#### Work instructions
Print, exactly as they appear in the listing below, the lines from the line with "let keys = EntityKeys::new(delegate.base_url());" to the line with "let Some(entry) = index.peek(key)", with both end lines kept.

————————

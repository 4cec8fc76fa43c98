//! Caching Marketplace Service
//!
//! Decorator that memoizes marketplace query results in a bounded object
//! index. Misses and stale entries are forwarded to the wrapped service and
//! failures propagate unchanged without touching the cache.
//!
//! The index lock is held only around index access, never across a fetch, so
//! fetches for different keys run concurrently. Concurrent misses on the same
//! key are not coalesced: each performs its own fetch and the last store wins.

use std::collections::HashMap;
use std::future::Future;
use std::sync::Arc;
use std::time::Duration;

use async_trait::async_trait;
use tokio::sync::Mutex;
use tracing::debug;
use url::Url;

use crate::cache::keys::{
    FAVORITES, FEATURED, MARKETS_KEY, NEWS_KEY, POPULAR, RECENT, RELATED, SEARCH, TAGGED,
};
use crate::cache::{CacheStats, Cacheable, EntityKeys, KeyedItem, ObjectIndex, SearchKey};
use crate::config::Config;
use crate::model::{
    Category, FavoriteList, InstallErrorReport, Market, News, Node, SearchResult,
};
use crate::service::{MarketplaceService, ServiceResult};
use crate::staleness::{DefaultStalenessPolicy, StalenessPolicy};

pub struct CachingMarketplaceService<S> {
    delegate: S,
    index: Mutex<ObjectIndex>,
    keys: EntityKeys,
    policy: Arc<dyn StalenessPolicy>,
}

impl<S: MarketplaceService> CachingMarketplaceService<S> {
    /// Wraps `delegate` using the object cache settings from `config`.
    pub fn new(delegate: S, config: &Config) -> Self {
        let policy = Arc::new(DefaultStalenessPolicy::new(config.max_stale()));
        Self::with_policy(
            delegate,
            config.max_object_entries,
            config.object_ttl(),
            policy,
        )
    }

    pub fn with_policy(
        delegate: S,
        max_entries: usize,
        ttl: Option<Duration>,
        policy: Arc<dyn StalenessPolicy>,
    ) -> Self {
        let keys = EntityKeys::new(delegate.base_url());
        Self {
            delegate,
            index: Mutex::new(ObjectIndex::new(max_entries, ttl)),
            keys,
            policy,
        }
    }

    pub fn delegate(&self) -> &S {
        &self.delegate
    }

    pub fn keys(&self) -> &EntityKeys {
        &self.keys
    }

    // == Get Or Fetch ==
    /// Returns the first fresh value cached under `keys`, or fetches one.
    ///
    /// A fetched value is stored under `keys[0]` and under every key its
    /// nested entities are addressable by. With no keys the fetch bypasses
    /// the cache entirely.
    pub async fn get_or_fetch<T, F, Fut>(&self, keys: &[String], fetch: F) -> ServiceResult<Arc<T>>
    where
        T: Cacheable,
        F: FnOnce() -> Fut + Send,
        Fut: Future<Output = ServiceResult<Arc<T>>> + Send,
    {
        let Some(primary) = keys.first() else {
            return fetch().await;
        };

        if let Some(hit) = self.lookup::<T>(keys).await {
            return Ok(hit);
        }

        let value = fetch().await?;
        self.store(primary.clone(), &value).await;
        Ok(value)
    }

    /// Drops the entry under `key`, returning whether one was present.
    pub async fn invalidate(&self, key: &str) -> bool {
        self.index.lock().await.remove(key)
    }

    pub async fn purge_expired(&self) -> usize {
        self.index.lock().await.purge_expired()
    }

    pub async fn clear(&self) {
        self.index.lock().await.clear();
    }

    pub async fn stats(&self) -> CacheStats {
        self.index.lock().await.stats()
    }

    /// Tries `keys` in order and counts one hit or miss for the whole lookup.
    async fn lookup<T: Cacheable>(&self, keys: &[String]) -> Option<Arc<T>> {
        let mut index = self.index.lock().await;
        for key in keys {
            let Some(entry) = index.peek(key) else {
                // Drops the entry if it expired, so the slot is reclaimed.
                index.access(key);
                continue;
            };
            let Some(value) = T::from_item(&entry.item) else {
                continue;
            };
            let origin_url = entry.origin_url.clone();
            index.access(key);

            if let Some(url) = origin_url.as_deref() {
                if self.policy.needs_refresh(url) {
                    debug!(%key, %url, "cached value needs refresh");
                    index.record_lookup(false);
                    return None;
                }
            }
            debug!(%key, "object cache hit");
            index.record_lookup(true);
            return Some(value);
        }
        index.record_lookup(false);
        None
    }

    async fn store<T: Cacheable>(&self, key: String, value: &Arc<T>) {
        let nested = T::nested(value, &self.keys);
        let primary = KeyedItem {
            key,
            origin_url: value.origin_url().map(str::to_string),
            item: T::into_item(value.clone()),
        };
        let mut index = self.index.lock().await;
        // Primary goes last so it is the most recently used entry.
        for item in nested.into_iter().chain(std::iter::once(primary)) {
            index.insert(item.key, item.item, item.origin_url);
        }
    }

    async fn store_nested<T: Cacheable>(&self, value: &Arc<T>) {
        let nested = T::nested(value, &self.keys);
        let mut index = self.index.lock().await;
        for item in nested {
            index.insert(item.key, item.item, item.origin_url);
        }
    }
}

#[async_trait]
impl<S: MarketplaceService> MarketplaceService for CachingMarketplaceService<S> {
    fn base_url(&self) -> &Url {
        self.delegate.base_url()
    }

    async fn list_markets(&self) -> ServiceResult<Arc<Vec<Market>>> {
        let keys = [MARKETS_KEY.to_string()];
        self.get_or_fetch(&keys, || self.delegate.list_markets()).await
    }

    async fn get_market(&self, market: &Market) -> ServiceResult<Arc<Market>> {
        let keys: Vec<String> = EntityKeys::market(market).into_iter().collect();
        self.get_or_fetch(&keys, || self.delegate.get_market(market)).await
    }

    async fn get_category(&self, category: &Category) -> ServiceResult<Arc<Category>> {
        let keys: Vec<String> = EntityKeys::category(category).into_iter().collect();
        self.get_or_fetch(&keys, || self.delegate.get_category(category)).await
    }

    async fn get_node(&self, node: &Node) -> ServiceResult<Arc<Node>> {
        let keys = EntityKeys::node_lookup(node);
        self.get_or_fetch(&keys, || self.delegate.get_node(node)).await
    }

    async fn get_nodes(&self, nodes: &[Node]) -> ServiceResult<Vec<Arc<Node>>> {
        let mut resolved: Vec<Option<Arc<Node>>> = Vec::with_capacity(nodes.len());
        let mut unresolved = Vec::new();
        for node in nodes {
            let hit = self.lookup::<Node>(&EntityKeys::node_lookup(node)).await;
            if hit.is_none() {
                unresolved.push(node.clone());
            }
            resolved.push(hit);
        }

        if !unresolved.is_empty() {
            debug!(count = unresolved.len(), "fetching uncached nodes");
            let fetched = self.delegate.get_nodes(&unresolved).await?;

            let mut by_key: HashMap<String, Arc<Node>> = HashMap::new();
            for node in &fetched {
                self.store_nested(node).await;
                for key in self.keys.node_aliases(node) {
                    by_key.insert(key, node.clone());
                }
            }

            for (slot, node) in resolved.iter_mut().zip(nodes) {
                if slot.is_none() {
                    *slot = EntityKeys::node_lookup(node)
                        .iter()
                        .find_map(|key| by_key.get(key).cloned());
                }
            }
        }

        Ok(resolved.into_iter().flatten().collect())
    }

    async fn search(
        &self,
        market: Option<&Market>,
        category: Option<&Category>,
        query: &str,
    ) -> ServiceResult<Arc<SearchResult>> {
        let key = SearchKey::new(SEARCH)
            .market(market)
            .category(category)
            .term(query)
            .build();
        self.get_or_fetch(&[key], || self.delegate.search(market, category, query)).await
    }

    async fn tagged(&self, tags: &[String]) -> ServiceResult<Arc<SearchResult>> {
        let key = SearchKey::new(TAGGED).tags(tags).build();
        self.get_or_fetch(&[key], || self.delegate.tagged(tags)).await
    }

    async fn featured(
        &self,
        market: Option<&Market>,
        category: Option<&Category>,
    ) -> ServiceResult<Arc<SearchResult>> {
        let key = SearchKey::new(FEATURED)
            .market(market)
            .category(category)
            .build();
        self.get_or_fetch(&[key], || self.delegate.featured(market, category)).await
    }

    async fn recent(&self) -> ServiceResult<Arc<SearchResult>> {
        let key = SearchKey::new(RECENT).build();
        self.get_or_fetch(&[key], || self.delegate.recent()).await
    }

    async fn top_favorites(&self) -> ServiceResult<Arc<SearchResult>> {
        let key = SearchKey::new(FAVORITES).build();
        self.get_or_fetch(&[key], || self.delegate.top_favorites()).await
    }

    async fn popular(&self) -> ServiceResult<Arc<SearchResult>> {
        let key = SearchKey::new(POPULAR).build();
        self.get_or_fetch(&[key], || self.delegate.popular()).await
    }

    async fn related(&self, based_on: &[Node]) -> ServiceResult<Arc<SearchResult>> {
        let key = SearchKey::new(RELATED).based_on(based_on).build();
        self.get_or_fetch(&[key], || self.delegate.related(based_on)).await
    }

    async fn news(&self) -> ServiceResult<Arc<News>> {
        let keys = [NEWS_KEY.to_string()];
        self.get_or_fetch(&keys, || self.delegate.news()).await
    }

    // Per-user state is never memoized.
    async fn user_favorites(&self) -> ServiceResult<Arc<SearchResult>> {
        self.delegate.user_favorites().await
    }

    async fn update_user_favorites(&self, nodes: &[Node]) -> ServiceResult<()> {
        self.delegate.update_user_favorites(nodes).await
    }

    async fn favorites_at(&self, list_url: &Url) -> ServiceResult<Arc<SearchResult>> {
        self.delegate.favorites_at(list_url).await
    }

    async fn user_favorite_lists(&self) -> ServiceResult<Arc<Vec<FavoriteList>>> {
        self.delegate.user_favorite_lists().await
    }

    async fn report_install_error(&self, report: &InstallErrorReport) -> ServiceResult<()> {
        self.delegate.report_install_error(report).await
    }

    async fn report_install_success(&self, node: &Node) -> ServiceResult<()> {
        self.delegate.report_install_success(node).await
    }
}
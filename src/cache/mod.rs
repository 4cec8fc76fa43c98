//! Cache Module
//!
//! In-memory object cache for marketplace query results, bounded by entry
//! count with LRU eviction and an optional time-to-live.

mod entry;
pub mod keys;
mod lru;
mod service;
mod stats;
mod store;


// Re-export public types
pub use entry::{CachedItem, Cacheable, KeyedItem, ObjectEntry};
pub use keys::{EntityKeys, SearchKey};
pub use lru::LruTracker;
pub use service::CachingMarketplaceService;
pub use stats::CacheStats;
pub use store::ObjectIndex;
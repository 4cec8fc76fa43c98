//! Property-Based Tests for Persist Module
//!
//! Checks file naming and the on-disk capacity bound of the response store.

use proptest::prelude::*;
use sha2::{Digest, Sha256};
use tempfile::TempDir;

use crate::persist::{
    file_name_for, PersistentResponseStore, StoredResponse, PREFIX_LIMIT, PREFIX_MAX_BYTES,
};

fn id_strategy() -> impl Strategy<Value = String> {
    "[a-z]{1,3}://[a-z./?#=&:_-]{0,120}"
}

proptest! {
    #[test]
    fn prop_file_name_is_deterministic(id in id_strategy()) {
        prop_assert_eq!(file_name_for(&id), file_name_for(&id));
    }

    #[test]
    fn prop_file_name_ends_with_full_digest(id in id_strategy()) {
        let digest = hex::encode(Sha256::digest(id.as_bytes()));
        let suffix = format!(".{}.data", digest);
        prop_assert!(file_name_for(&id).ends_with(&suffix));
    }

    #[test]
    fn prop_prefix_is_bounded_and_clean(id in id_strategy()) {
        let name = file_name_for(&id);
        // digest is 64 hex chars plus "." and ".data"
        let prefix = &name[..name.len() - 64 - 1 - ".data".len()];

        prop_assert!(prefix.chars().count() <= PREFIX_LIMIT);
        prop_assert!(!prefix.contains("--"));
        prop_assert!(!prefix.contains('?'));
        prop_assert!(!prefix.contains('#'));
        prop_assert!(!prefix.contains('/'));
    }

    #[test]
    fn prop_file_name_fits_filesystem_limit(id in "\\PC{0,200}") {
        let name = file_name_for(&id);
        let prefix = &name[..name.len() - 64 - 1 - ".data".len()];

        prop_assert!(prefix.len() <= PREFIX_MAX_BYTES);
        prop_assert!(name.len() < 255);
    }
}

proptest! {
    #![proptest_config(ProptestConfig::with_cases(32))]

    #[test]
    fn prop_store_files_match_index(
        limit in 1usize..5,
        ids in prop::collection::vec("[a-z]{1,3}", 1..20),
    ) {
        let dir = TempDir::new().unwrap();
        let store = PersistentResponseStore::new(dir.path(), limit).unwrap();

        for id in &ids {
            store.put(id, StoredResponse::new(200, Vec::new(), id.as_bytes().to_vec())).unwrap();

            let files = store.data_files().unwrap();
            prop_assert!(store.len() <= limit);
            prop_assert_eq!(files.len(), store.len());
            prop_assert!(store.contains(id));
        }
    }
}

————————

#### Result for this task
        let keys = EntityKeys::new(delegate.base_url());
        Self {
            delegate,
            index: Mutex::new(ObjectIndex::new(max_entries, ttl)),
            keys,
            policy,
        }
    }

    pub fn delegate(&self) -> &S {
        &self.delegate
    }

    pub fn keys(&self) -> &EntityKeys {
        &self.keys
    }

    // == Get Or Fetch ==
    /// Returns the first fresh value cached under `keys`, or fetches one.
    ///
    /// A fetched value is stored under `keys[0]` and under every key its
    /// nested entities are addressable by. With no keys the fetch bypasses
    /// the cache entirely.
    pub async fn get_or_fetch<T, F, Fut>(&self, keys: &[String], fetch: F) -> ServiceResult<Arc<T>>
    where
        T: Cacheable,
        F: FnOnce() -> Fut + Send,
        Fut: Future<Output = ServiceResult<Arc<T>>> + Send,
    {
        let Some(primary) = keys.first() else {
            return fetch().await;
        };

        if let Some(hit) = self.lookup::<T>(keys).await {
            return Ok(hit);
        }

        let value = fetch().await?;
        self.store(primary.clone(), &value).await;
        Ok(value)
    }

    /// Drops the entry under `key`, returning whether one was present.
    pub async fn invalidate(&self, key: &str) -> bool {
        self.index.lock().await.remove(key)
    }

    pub async fn purge_expired(&self) -> usize {
        self.index.lock().await.purge_expired()
    }

    pub async fn clear(&self) {
        self.index.lock().await.clear();
    }

    pub async fn stats(&self) -> CacheStats {
        self.index.lock().await.stats()
    }

    /// Tries `keys` in order and counts one hit or miss for the whole lookup.
    async fn lookup<T: Cacheable>(&self, keys: &[String]) -> Option<Arc<T>> {
        let mut index = self.index.lock().await;
        for key in keys {
            let Some(entry) = index.peek(key) else {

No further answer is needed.